Remember Charles Juba? Now he thinks he wants access to our children but Odessa residents aren't ready to feed him their young.
FULL STORY HERE
ODESSA, Mo. (AP) -- Angry Odessa residents packed a meeting of municipal leaders to denounce plans by a former leader of a white supremacist group to open a club for young people in their city.
Charles Juba, a former self-proclaimed leader of the Aryan Nations, plans to open his under-21 club, Black Flag, on Friday, the Kansas City Star reported.
Juba said at a tense Board of Alderman meeting Monday night that he has put his racist and anti-Semitic past behind him, but he was shouted down by angry residents of Odessa, a city about 35 miles east of Kansas City.
"We don't want you here!" the crowd yelled in unison.
City leaders were initially thrilled about Juba's plans to open the club in a strip mall that had fallen on hard times, and they issued him a building permit. But that enthusiasm waned after they learned about his past.

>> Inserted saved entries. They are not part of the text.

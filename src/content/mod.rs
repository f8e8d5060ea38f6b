//! Content module - manifest entries, content sources and Markdown processing

mod assets;
mod markdown;
mod post;
mod source;

pub use assets::rewrite_asset_paths;
pub use markdown::{MarkdownRenderer, Render};
pub use post::{find_post, parse_manifest, PostEntry};
pub use source::{ContentSource, DirSource, HttpSource};
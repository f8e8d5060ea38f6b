//! Markup builders for the list, article and error views

use crate::content::PostEntry;
use crate::helpers::{div, escape_attr, escape_html, format_date};
use crate::i18n::I18n;

/// Markup for the two regions of the list view
#[derive(Debug, Clone, PartialEq, Eq)]
pub struct PostListView {
    pub count: String,
    pub list: String,
}

/// Long-form date in the catalog's language
pub fn post_date(post: &PostEntry, i18n: &I18n) -> String {
    format_date(&post.date, i18n.language(), &i18n.get("date.unknown"))
}

/// Build the count line and one card per post, in collection order
pub fn render_post_list(posts: &[PostEntry], i18n: &I18n) -> PostListView {
    let count = div(
        "posts-count-text",
        &escape_html(&i18n.get_plural("posts.count", posts.len())),
    );

    if posts.is_empty() {
        return PostListView {
            count,
            list: div("loading", &escape_html(&i18n.get("posts.empty"))),
        };
    }

    let read_more = escape_html(&i18n.get("posts.read_more"));
    let list = posts
        .iter()
        .map(|post| {
            let id = escape_attr(&post.id);
            format!(
                concat!(
                    r#"<div class="post-card fade-in" data-post-id="{id}">"#,
                    r#"<h3 class="post-title">{title}</h3>"#,
                    r#"<p class="post-excerpt">{excerpt}</p>"#,
                    r#"<div class="post-meta"><span>{date}</span>"#,
                    r#"<a class="read-more" data-post-id="{id}">{read_more}</a></div>"#,
                    "</div>"
                ),
                id = id,
                title = escape_html(&post.title),
                excerpt = escape_html(&post.excerpt),
                date = escape_html(&post_date(post, i18n)),
                read_more = read_more,
            )
        })
        .collect::<Vec<_>>()
        .join("\n");

    PostListView { count, list }
}

/// Placeholder shown while a post body is being fetched
pub fn render_loading(i18n: &I18n) -> String {
    div("loading", &escape_html(&i18n.get("post.loading")))
}

/// Title, date line and the already transformed body
pub fn render_article(post: &PostEntry, body_html: &str, i18n: &I18n) -> String {
    let published = i18n.format("post.published", &post_date(post, i18n));
    format!(
        "<h1>{}</h1>\n{}\n{}",
        escape_html(&post.title),
        div("post-date", &escape_html(&published)),
        body_html
    )
}

/// Error block with a reload affordance
pub fn render_error(message: &str, i18n: &I18n) -> String {
    format!(
        concat!(
            r#"<div class="error-block">"#,
            r#"<i class="fas fa-exclamation-triangle"></i>"#,
            "<p>{}</p>",
            r#"<button class="reload-btn" data-action="reload">{}</button>"#,
            "</div>"
        ),
        escape_html(message),
        escape_html(&i18n.get("error.reload"))
    )
}

#[cfg(test)]
mod tests {
    use super::*;

    fn posts() -> Vec<PostEntry> {
        vec![
            PostEntry::new("p1", "First", "2024-01-05", "p1").with_excerpt("one"),
            PostEntry::new("p2", "Second", "2024-02-10", "p2").with_excerpt("two"),
            PostEntry::new("p3", "First", "garbage", "p3"),
        ]
    }

    #[test]
    fn test_one_card_per_post_in_order() {
        let i18n = I18n::new("en");
        let view = render_post_list(&posts(), &i18n);

        assert!(view.count.contains("3 posts"));
        assert_eq!(view.list.matches(r#"class="post-card"#).count(), 3);

        let p1 = view.list.find(r#"data-post-id="p1""#).unwrap();
        let p2 = view.list.find(r#"data-post-id="p2""#).unwrap();
        let p3 = view.list.find(r#"data-post-id="p3""#).unwrap();
        assert!(p1 < p2 && p2 < p3);

        assert!(view.list.contains("<span>January 5, 2024</span>"));
        // Unparseable dates fall back to the raw value
        assert!(view.list.contains("<span>garbage</span>"));
    }

    #[test]
    fn test_empty_collection_placeholder() {
        let i18n = I18n::new("en");
        let view = render_post_list(&[], &i18n);
        assert_eq!(view.list, r#"<div class="loading">No posts yet</div>"#);
        assert!(view.count.contains("No posts"));
    }

    #[test]
    fn test_manifest_strings_are_escaped() {
        let i18n = I18n::new("en");
        let post = PostEntry::new(r#"x" onclick="y"#, "<script>", "2024-01-01", "x")
            .with_excerpt("a & b");
        let view = render_post_list(&[post], &i18n);
        assert!(view.list.contains(r#"data-post-id="x&quot; onclick=&quot;y""#));
        assert!(view.list.contains("&lt;script&gt;"));
        assert!(view.list.contains("a &amp; b"));
    }

    #[test]
    fn test_render_article_zh() {
        let i18n = I18n::new("zh-CN");
        let post = PostEntry::new("p1", "标题", "2024-01-05", "p1");
        let html = render_article(&post, "<p>body</p>", &i18n);
        assert!(html.starts_with("<h1>标题</h1>"));
        assert!(html.contains(r#"<div class="post-date">发布于 2024年1月5日</div>"#));
        assert!(html.ends_with("<p>body</p>"));
    }

    #[test]
    fn test_render_error() {
        let i18n = I18n::new("en");
        let html = render_error("Boom <now>", &i18n);
        assert!(html.contains("<p>Boom &lt;now&gt;</p>"));
        assert!(html.contains(r#"data-action="reload">Reload</button>"#));
    }
}
//! The blog controller: loads the manifest, opens posts and switches sections
//!
//! The controller owns the post collection, the current post and the visible
//! section. It reaches the outside world only through the injected
//! [`ContentSource`], [`Render`] and [`UiSurface`], so every collaborator can
//! be replaced by a fake.
//!
//! Overlapping [`BlogController::open_post`] calls are resolved by request
//! tokens: the most recently issued call owns the article region and results
//! of older calls are dropped when they arrive.

pub mod view;

use std::collections::HashMap;
use std::sync::atomic::{AtomicBool, AtomicU64, Ordering};
use std::sync::{Arc, Mutex, MutexGuard, PoisonError};

use crate::config::SiteConfig;
use crate::content::{
    find_post, parse_manifest, rewrite_asset_paths, ContentSource, PostEntry, Render,
};
use crate::error::{BlogError, BlogResult};
use crate::helpers;
use crate::i18n::I18n;
use crate::page::{EventSource, Region, UiEvent, UiSurface};

/// Result of a completed `open_post`
#[derive(Debug, Clone, Copy, PartialEq, Eq)]
pub enum OpenOutcome {
    /// The post is shown in the detail view
    Displayed,
    /// A newer `open_post` was issued meanwhile; this result was dropped
    Superseded,
}

#[derive(Debug, Default)]
struct State {
    posts: Vec<PostEntry>,
    current: Option<PostEntry>,
    visible: Option<String>,
}

/// Coordinates content loading, rendering and navigation for one page
pub struct BlogController {
    config: SiteConfig,
    source: Arc<dyn ContentSource>,
    renderer: Arc<dyn Render>,
    ui: Arc<dyn UiSurface>,
    i18n: I18n,
    state: Mutex<State>,
    open_seq: AtomicU64,
    /// Per-section generation of the running transition
    transitions: Arc<Mutex<HashMap<String, u64>>>,
    wired: AtomicBool,
}

impl BlogController {
    pub fn new(
        config: SiteConfig,
        source: Arc<dyn ContentSource>,
        renderer: Arc<dyn Render>,
        ui: Arc<dyn UiSurface>,
    ) -> Self {
        let i18n = I18n::new(&config.language);
        Self {
            config,
            source,
            renderer,
            ui,
            i18n,
            state: Mutex::new(State::default()),
            open_seq: AtomicU64::new(0),
            transitions: Arc::new(Mutex::new(HashMap::new())),
            wired: AtomicBool::new(false),
        }
    }

    /// Replace the string catalog
    pub fn with_i18n(mut self, i18n: I18n) -> Self {
        self.i18n = i18n;
        self
    }

    fn lock(&self) -> MutexGuard<'_, State> {
        self.state.lock().unwrap_or_else(PoisonError::into_inner)
    }

    pub fn config(&self) -> &SiteConfig {
        &self.config
    }

    pub fn i18n(&self) -> &I18n {
        &self.i18n
    }

    /// The loaded post collection, in manifest order
    pub fn posts(&self) -> Vec<PostEntry> {
        self.lock().posts.clone()
    }

    pub fn current_post(&self) -> Option<PostEntry> {
        self.lock().current.clone()
    }

    pub fn visible_section(&self) -> Option<String> {
        self.lock().visible.clone()
    }

    /// Wire the page, show the list, load the manifest and follow a deep link
    pub async fn initialize(&self) -> BlogResult<()> {
        self.bind_events();
        self.show_section(&self.config.sections.list);
        self.load_post_index().await?;

        if let Some(fragment) = self.ui.fragment() {
            self.follow_fragment(&fragment).await?;
        }
        Ok(())
    }

    fn bind_events(&self) {
        if self.wired.swap(true, Ordering::SeqCst) {
            tracing::debug!("Event sources already wired");
            return;
        }
        for source in EventSource::ALL {
            self.ui.bind(source);
        }
    }

    async fn follow_fragment(&self, fragment: &str) -> BlogResult<()> {
        let target = helpers::decode(fragment.trim_start_matches('#'));
        if target.is_empty() {
            return Ok(());
        }

        let prefix = &self.config.post_fragment_prefix;
        if !prefix.is_empty() && target.starts_with(prefix.as_str()) {
            tracing::info!("Opening deep-linked post {}", target);
            self.open_post(&target).await?;
        } else if target == self.config.home_link {
            self.show_section(&self.config.sections.list);
        } else if self.ui.sections().contains(&target) {
            self.show_section(&target);
        } else {
            tracing::debug!("Ignoring fragment #{}", target);
        }
        Ok(())
    }

    /// Fetch the manifest and replace the post collection
    ///
    /// On failure the previous collection is kept and an error block is
    /// shown. Returns the number of posts loaded.
    pub async fn load_post_index(&self) -> BlogResult<usize> {
        let path = self.config.manifest.as_str();

        let result = match self.source.fetch_text(path).await {
            Ok(payload) => parse_manifest(path, &payload),
            Err(e) => Err(e),
        };

        match result {
            Ok(posts) => {
                let count = posts.len();
                self.lock().posts = posts;
                tracing::info!("Loaded {} posts from {}", count, self.source.describe());
                self.render_post_list();
                Ok(count)
            }
            Err(e) => {
                match &e {
                    BlogError::ParseFailed { .. } => tracing::error!("Manifest is malformed: {}", e),
                    _ => tracing::error!("Manifest could not be fetched: {}", e),
                }
                self.show_error(&self.i18n.get("error.load_posts"));
                Err(e)
            }
        }
    }

    /// Write the count line and the post cards into the list regions
    pub fn render_post_list(&self) {
        let view = view::render_post_list(&self.lock().posts, &self.i18n);
        self.ui.write(Region::PostsCount, &view.count);
        self.ui.write(Region::PostsContainer, &view.list);
    }

    /// Show post `id` in the detail view
    pub async fn open_post(&self, id: &str) -> BlogResult<OpenOutcome> {
        let found = find_post(&self.lock().posts, id).cloned();
        let Some(post) = found else {
            tracing::warn!("Post {} is not in the manifest", id);
            self.show_error(&self.i18n.get("error.not_found"));
            return Err(BlogError::NotFound(id.to_string()));
        };

        let token = self.open_seq.fetch_add(1, Ordering::SeqCst) + 1;
        self.lock().current = Some(post.clone());
        self.ui
            .write(Region::ArticleContent, &view::render_loading(&self.i18n));

        let result = self.load_article(&post).await;

        if self.open_seq.load(Ordering::SeqCst) != token {
            tracing::debug!("Dropping stale result for post {}", post.id);
            return Ok(OpenOutcome::Superseded);
        }

        match result {
            Ok(body) => {
                self.ui.write(
                    Region::ArticleContent,
                    &view::render_article(&post, &body, &self.i18n),
                );
                self.show_section(&self.config.sections.detail);
                self.ui.scroll_to_top();
                Ok(OpenOutcome::Displayed)
            }
            Err(e) => {
                tracing::warn!("Failed to load post {}: {}", post.id, e);
                let message = self.i18n.get("error.load_post");
                if self.show_error(&message) != Region::ArticleContent {
                    // Replace the loading placeholder as well
                    self.ui
                        .write(Region::ArticleContent, &view::render_error(&message, &self.i18n));
                }
                Err(e)
            }
        }
    }

    /// Fetch, render and fix up the body of `post`
    async fn load_article(&self, post: &PostEntry) -> BlogResult<String> {
        let path = self.config.post_body_path(&post.folder);
        let markdown = self.source.fetch_text(&path).await?;
        let html = self
            .renderer
            .render(&markdown)
            .map_err(|e| BlogError::RenderFailed(e.to_string()))?;
        Ok(rewrite_asset_paths(
            &html,
            self.config.content_root(),
            &post.folder,
        ))
    }

    /// Show exactly one section and mark its navigation link active
    ///
    /// Unknown section ids leave the page untouched.
    pub fn show_section(&self, id: &str) {
        let sections = self.ui.sections();
        if !sections.iter().any(|s| s == id) {
            tracing::debug!("Unknown section {}", id);
            return;
        }

        for section in &sections {
            self.ui.set_section_visible(section, false);
        }
        self.ui.set_section_visible(id, true);
        self.lock().visible = Some(id.to_string());
        self.start_transition(id);
        self.update_nav_active(id);
    }

    fn start_transition(&self, id: &str) {
        self.ui.set_transition(id, true);

        let ui = Arc::clone(&self.ui);
        let id = id.to_string();
        let duration = self.config.transition();
        let generation = {
            let mut transitions = lock_transitions(&self.transitions);
            let generation = transitions.entry(id.clone()).or_default();
            *generation += 1;
            *generation
        };
        match tokio::runtime::Handle::try_current() {
            Ok(handle) => {
                let transitions = Arc::clone(&self.transitions);
                handle.spawn(async move {
                    tokio::time::sleep(duration).await;
                    // A later show of the same section owns the class now
                    if lock_transitions(&transitions).get(&id) == Some(&generation) {
                        ui.set_transition(&id, false);
                    }
                });
            }
            Err(_) => ui.set_transition(&id, false),
        }
    }

    fn update_nav_active(&self, id: &str) {
        let targets = self.ui.nav_targets();
        for target in &targets {
            self.ui.set_nav_active(target, false);
        }
        if targets.iter().any(|t| t == id) {
            self.ui.set_nav_active(id, true);
        }
    }

    /// Long-form date in the configured language; never fails
    pub fn format_date(&self, value: &str) -> String {
        helpers::format_date(value, self.i18n.language(), &self.i18n.get("date.unknown"))
    }

    /// Show an error block in the region of the visible section
    ///
    /// Returns the region written to.
    pub fn show_error(&self, message: &str) -> Region {
        let region = match self.lock().visible.as_deref() {
            Some(s) if s == self.config.sections.detail => Region::ArticleContent,
            _ => Region::PostsContainer,
        };
        self.ui.write(region, &view::render_error(message, &self.i18n));
        region
    }

    /// Dispatch a user interaction
    pub async fn handle(&self, event: UiEvent) -> BlogResult<()> {
        tracing::debug!("Handling {:?}", event);
        match event {
            UiEvent::Navigate(target) if target == self.config.home_link => {
                self.show_section(&self.config.sections.list);
            }
            UiEvent::Navigate(target) => self.show_section(&target),
            UiEvent::Home | UiEvent::Back => self.show_section(&self.config.sections.list),
            UiEvent::OpenPost(id) => {
                self.open_post(&id).await?;
            }
            UiEvent::Reload => {
                self.load_post_index().await?;
                self.show_section(&self.config.sections.list);
            }
        }
        Ok(())
    }
}

fn lock_transitions(
    transitions: &Mutex<HashMap<String, u64>>,
) -> MutexGuard<'_, HashMap<String, u64>> {
    transitions.lock().unwrap_or_else(PoisonError::into_inner)
}
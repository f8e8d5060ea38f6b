//! Helper functions shared by the view builders
//!
//! Date formatting, HTML escaping and URL joining.

mod date;
mod html;
mod url;

pub use self::date::*;
pub use self::html::*;
pub use self::url::*;
//! Manifest entries

use serde::{Deserialize, Serialize};

use crate::error::{BlogError, BlogResult};

/// One entry of the post manifest (`directory.json`)
#[derive(Debug, Clone, PartialEq, Eq, Serialize, Deserialize)]
pub struct PostEntry {
    /// Unique post id, also used in deep links
    pub id: String,

    /// Post title
    pub title: String,

    /// Short summary shown on the list card
    #[serde(default)]
    pub excerpt: String,

    /// Publication date, any format `helpers::parse_date` understands
    pub date: String,

    /// Folder under the content root holding the Markdown body and images
    pub folder: String,
}

impl PostEntry {
    pub fn new(id: &str, title: &str, date: &str, folder: &str) -> Self {
        Self {
            id: id.to_string(),
            title: title.to_string(),
            excerpt: String::new(),
            date: date.to_string(),
            folder: folder.to_string(),
        }
    }

    pub fn with_excerpt(mut self, excerpt: &str) -> Self {
        self.excerpt = excerpt.to_string();
        self
    }
}

/// Decode a manifest payload, keeping manifest order
pub fn parse_manifest(path: &str, payload: &str) -> BlogResult<Vec<PostEntry>> {
    let posts: Vec<PostEntry> =
        serde_json::from_str(payload).map_err(|e| BlogError::parse(path, e))?;

    for (i, post) in posts.iter().enumerate() {
        if posts[..i].iter().any(|p| p.id == post.id) {
            tracing::warn!("Duplicate post id {:?} in {}, first entry wins", post.id, path);
        }
    }

    Ok(posts)
}

/// Find a post by id
pub fn find_post<'a>(posts: &'a [PostEntry], id: &str) -> Option<&'a PostEntry> {
    posts.iter().find(|p| p.id == id)
}
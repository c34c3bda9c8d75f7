//! Summary aggregation
//!
//! Produces the item count and per-column totals of a price table. The
//! aggregator first works out which representation the table is in by
//! looking at its cells, then totals it in that same representation:
//!
//! - raw tables get numeric totals rounded to two decimals
//! - formatted tables get two-decimal text totals and a text item count
//!
//! # Examples
//!
//! ```
//! use budgetsheet::aggregation::summarize;
//! use budgetsheet_core::types::{CellValue, Table};
//!
//! let table = Table::with_price_header(vec![
//!     vec!["Coat".into(), "220.00".into(), "248.60".into(), "28.60".into()],
//!     vec!["Boots".into(), "180.00".into(), "203.40".into(), "23.40".into()],
//! ]);
//!
//! let summary = summarize(&table)?;
//! assert_eq!(summary.header[0], "Number of Items");
//! assert_eq!(summary.values[0], CellValue::text("2"));
//! assert_eq!(summary.values[1], CellValue::text("400.00"));
//! # Ok::<(), budgetsheet::BudgetError>(())
//! ```

use crate::error::{BudgetError, Result};
use crate::table::format_amount;
use budgetsheet_core::classify::is_two_place_decimal;
use budgetsheet_core::types::{CellValue, ITEM_COUNT_HEADER, Summary, Table, TableMode};
use tracing::{debug, warn};

/// Work out the representation of a table from its price cells
///
/// A table is formatted when it has rows and every price cell (every cell
/// after the item column) is text with exactly two decimal places. Anything
/// else, including an empty table, is raw.
pub fn detect_mode(table: &Table) -> TableMode {
    let mut price_cells = table.rows().iter().flat_map(|row| row.iter().skip(1)).peekable();

    let formatted = price_cells.peek().is_some()
        && price_cells.all(|cell| cell.as_text().is_some_and(is_two_place_decimal));

    if formatted {
        TableMode::Formatted
    } else {
        TableMode::Raw
    }
}

/// Summarize a table in the representation its cells show
///
/// # Errors
///
/// Returns [`BudgetError::Type`] when a raw table holds a price cell that is
/// not a number.
pub fn summarize(table: &Table) -> Result<Summary> {
    let mode = detect_mode(table);
    debug!("Detected {} table with {} rows", mode, table.len());
    aggregate(table, mode)
}

/// Summarize a table the caller declares to be in `declared` form
///
/// The cells have the final word: when they disagree with the declaration
/// the detected representation is used and a warning is logged.
pub fn summarize_as(table: &Table, declared: TableMode) -> Result<Summary> {
    let detected = detect_mode(table);
    if detected != declared && !table.is_empty() {
        warn!(
            "Table declared {} but its cells are {}; summarizing as {}",
            declared, detected, detected
        );
    }
    aggregate(table, detected)
}

fn aggregate(table: &Table, mode: TableMode) -> Result<Summary> {
    let columns = table.header().len().saturating_sub(1);
    let mut totals = vec![0.0_f64; columns];

    for (index, row) in table.rows().iter().enumerate() {
        for (column, cell) in row.iter().enumerate().skip(1) {
            let value = cell_amount(table, index, column, cell, mode)?;
            if let Some(total) = totals.get_mut(column - 1) {
                *total += value;
            }
        }
    }

    let count = table.len();
    let values = match mode {
        TableMode::Raw => std::iter::once(CellValue::Integer(count as i64))
            .chain(totals.into_iter().map(|t| CellValue::Decimal(round_cents(t))))
            .collect(),
        TableMode::Formatted => std::iter::once(CellValue::Text(count.to_string()))
            .chain(totals.into_iter().map(|t| CellValue::Text(format_amount(t))))
            .collect(),
    };

    Ok(Summary {
        mode,
        header: summary_header(table.header()),
        values,
    })
}

/// `Number of Items` followed by `Total <column>` for each price column
pub fn summary_header(table_header: &[String]) -> Vec<String> {
    std::iter::once(ITEM_COUNT_HEADER.to_string())
        .chain(table_header.iter().skip(1).map(|h| format!("Total {h}")))
        .collect()
}

/// Round to two decimal places the way formatted cells are rendered
///
/// Rounds the exact binary value with ties to even, so a raw total always
/// equals the number shown by its formatted counterpart.
pub fn round_cents(value: f64) -> f64 {
    format_amount(value).parse().unwrap_or(value)
}

fn cell_amount(
    table: &Table,
    row: usize,
    column: usize,
    cell: &CellValue,
    mode: TableMode,
) -> Result<f64> {
    let parsed = match (cell, mode) {
        (CellValue::Text(text), TableMode::Raw) if cell.kind().is_numeric() => text.parse().ok(),
        (CellValue::Text(text), TableMode::Formatted) => text.parse().ok(),
        _ => cell.as_f64(),
    };

    parsed.ok_or_else(|| BudgetError::Type {
        row: row + 1,
        column: table
            .header()
            .get(column)
            .cloned()
            .unwrap_or_else(|| format!("#{}", column + 1)),
        value: cell.to_string(),
    })
}
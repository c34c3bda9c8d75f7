//! Token classification
//!
//! Price list tokens and table cells arrive as text. This module decides
//! whether a token reads as a whole number, a decimal number, or plain text,
//! and whether an entire column agrees on one of those.

use once_cell::sync::Lazy;
use regex::Regex;
use serde::{Deserialize, Serialize};
use std::fmt;

static DECIMAL: Lazy<Regex> = Lazy::new(|| Regex::new(r"^[0-9]+\.[0-9]+$").unwrap());
static INTEGER: Lazy<Regex> = Lazy::new(|| Regex::new(r"^[0-9]+$").unwrap());
static TWO_PLACE_DECIMAL: Lazy<Regex> = Lazy::new(|| Regex::new(r"^[0-9]+\.[0-9]{2}$").unwrap());

/// Classification tag of a token or a column of tokens
#[derive(Debug, Clone, Copy, PartialEq, Eq, Hash, Serialize, Deserialize)]
pub enum ValueKind {
    /// Unsigned whole number, e.g. `220`
    Integer,
    /// Unsigned number with a fractional part, e.g. `19.99`
    Decimal,
    /// Anything else, including the empty string
    String,
    /// No value, or a column whose elements disagree
    Null,
}

impl ValueKind {
    /// Whether the tag denotes a number
    pub fn is_numeric(&self) -> bool {
        matches!(self, Self::Integer | Self::Decimal)
    }
}

impl fmt::Display for ValueKind {
    fn fmt(&self, f: &mut fmt::Formatter<'_>) -> fmt::Result {
        match self {
            Self::Integer => write!(f, "Integer"),
            Self::Decimal => write!(f, "Decimal"),
            Self::String => write!(f, "String"),
            Self::Null => write!(f, "None"),
        }
    }
}

/// Classify a single token
///
/// The decimal pattern is tested before the integer pattern.
///
/// # Examples
/// ```
/// use budgetsheet_core::classify::{classify, ValueKind};
///
/// assert_eq!(classify(Some("19.99")), ValueKind::Decimal);
/// assert_eq!(classify(Some("220")), ValueKind::Integer);
/// assert_eq!(classify(Some("-5")), ValueKind::String);
/// assert_eq!(classify(None), ValueKind::Null);
/// ```
pub fn classify(token: Option<&str>) -> ValueKind {
    match token {
        None => ValueKind::Null,
        Some(token) if DECIMAL.is_match(token) => ValueKind::Decimal,
        Some(token) if INTEGER.is_match(token) => ValueKind::Integer,
        Some(_) => ValueKind::String,
    }
}

/// Classify a column of tokens, unanimously
///
/// Returns `Decimal` when every element is a decimal, `String` when every
/// element is text, and `Null` otherwise. Integers never make a column
/// unanimous. An empty column counts as all-decimal.
///
/// # Examples
/// ```
/// use budgetsheet_core::classify::{classify_all, ValueKind};
///
/// assert_eq!(classify_all([Some("1.50"), Some("2.25")]), ValueKind::Decimal);
/// assert_eq!(classify_all([Some("Coat"), Some("Boots")]), ValueKind::String);
/// assert_eq!(classify_all([Some("Coat"), Some("2.25")]), ValueKind::Null);
/// ```
pub fn classify_all<'a, I>(tokens: I) -> ValueKind
where
    I: IntoIterator<Item = Option<&'a str>>,
{
    let mut all_decimal = true;
    let mut all_string = true;

    for token in tokens {
        match classify(token) {
            ValueKind::Decimal => all_string = false,
            ValueKind::String => all_decimal = false,
            _ => {
                all_decimal = false;
                all_string = false;
            }
        }
        if !all_decimal && !all_string {
            break;
        }
    }

    if all_decimal {
        ValueKind::Decimal
    } else if all_string {
        ValueKind::String
    } else {
        ValueKind::Null
    }
}

/// Whether `token` is a currency-style decimal with exactly two places
///
/// This is the shape every price cell of a formatted table takes.
pub fn is_two_place_decimal(token: &str) -> bool {
    TWO_PLACE_DECIMAL.is_match(token)
}

#[cfg(test)]
mod tests {
    use super::*;

    #[test]
    fn test_decimal_before_integer() {
        assert_eq!(classify(Some("0.5")), ValueKind::Decimal);
        assert_eq!(classify(Some("180")), ValueKind::Integer);
        assert_eq!(classify(Some("007")), ValueKind::Integer);
    }

    #[test]
    fn test_malformed_numbers_are_strings() {
        for token in ["", " ", "1.", ".5", "1.2.3", "+5", "-5", "$4.00", "1,000", "12a"] {
            assert_eq!(classify(Some(token)), ValueKind::String, "token {token:?}");
        }
    }

    #[test]
    fn test_non_ascii_digits_are_strings() {
        assert_eq!(classify(Some("٣")), ValueKind::String);
    }

    #[test]
    fn test_classification_is_idempotent() {
        for token in ["Coat", "220", "248.60", ""] {
            assert_eq!(classify(Some(token)), classify(Some(token)));
        }
    }

    #[test]
    fn test_classify_all_requires_unanimity() {
        assert_eq!(
            classify_all([Some("1.00"), Some("2"), Some("3.00")]),
            ValueKind::Null
        );
        assert_eq!(classify_all([Some("1"), Some("2")]), ValueKind::Null);
        assert_eq!(classify_all([Some("a"), None]), ValueKind::Null);
        assert_eq!(classify_all(Vec::<Option<&str>>::new()), ValueKind::Decimal);
    }

    #[test]
    fn test_two_place_decimal() {
        assert!(is_two_place_decimal("220.00"));
        assert!(is_two_place_decimal("0.05"));
        assert!(!is_two_place_decimal("220.0"));
        assert!(!is_two_place_decimal("220.000"));
        assert!(!is_two_place_decimal("220"));
        assert!(!is_two_place_decimal("$220.00"));
    }

    #[test]
    fn test_display_names() {
        assert_eq!(ValueKind::Null.to_string(), "None");
        assert_eq!(ValueKind::Decimal.to_string(), "Decimal");
        assert!(ValueKind::Integer.is_numeric());
        assert!(!ValueKind::String.is_numeric());
    }
}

"We know he's going to target young people, and now we're doing everything we can to stop him," Mayor Tom Murry said.
Resident James Johnson said at the meeting that he had felt at home raising two biracial sons with his German-born wife in Odessa. The audience responded with applause when he said "somebody should have known about this man before it got this far."
Rene Hill, a mother of three from Wellington, said she will fight Juba's efforts to use fun and music to recruit teens to join his Aryan cause.
"If I have to be that crazy mom, then so be it," Hill said.
Another public meeting was scheduled for Thursday.
The club's website says the club was named for the black flag carried by Civil War guerrilla William Quantrill, who led a pro-Confederate gang that attacked and burned pro-union Lawrence, Kan., during the Civil War. More than 150 men and boys were killed.
The website for the club, which invites high school students from Blue Springs, Independence, Fort Osage, Grain Valley and Oak Grove, said the black flag represented people who didn't surrender.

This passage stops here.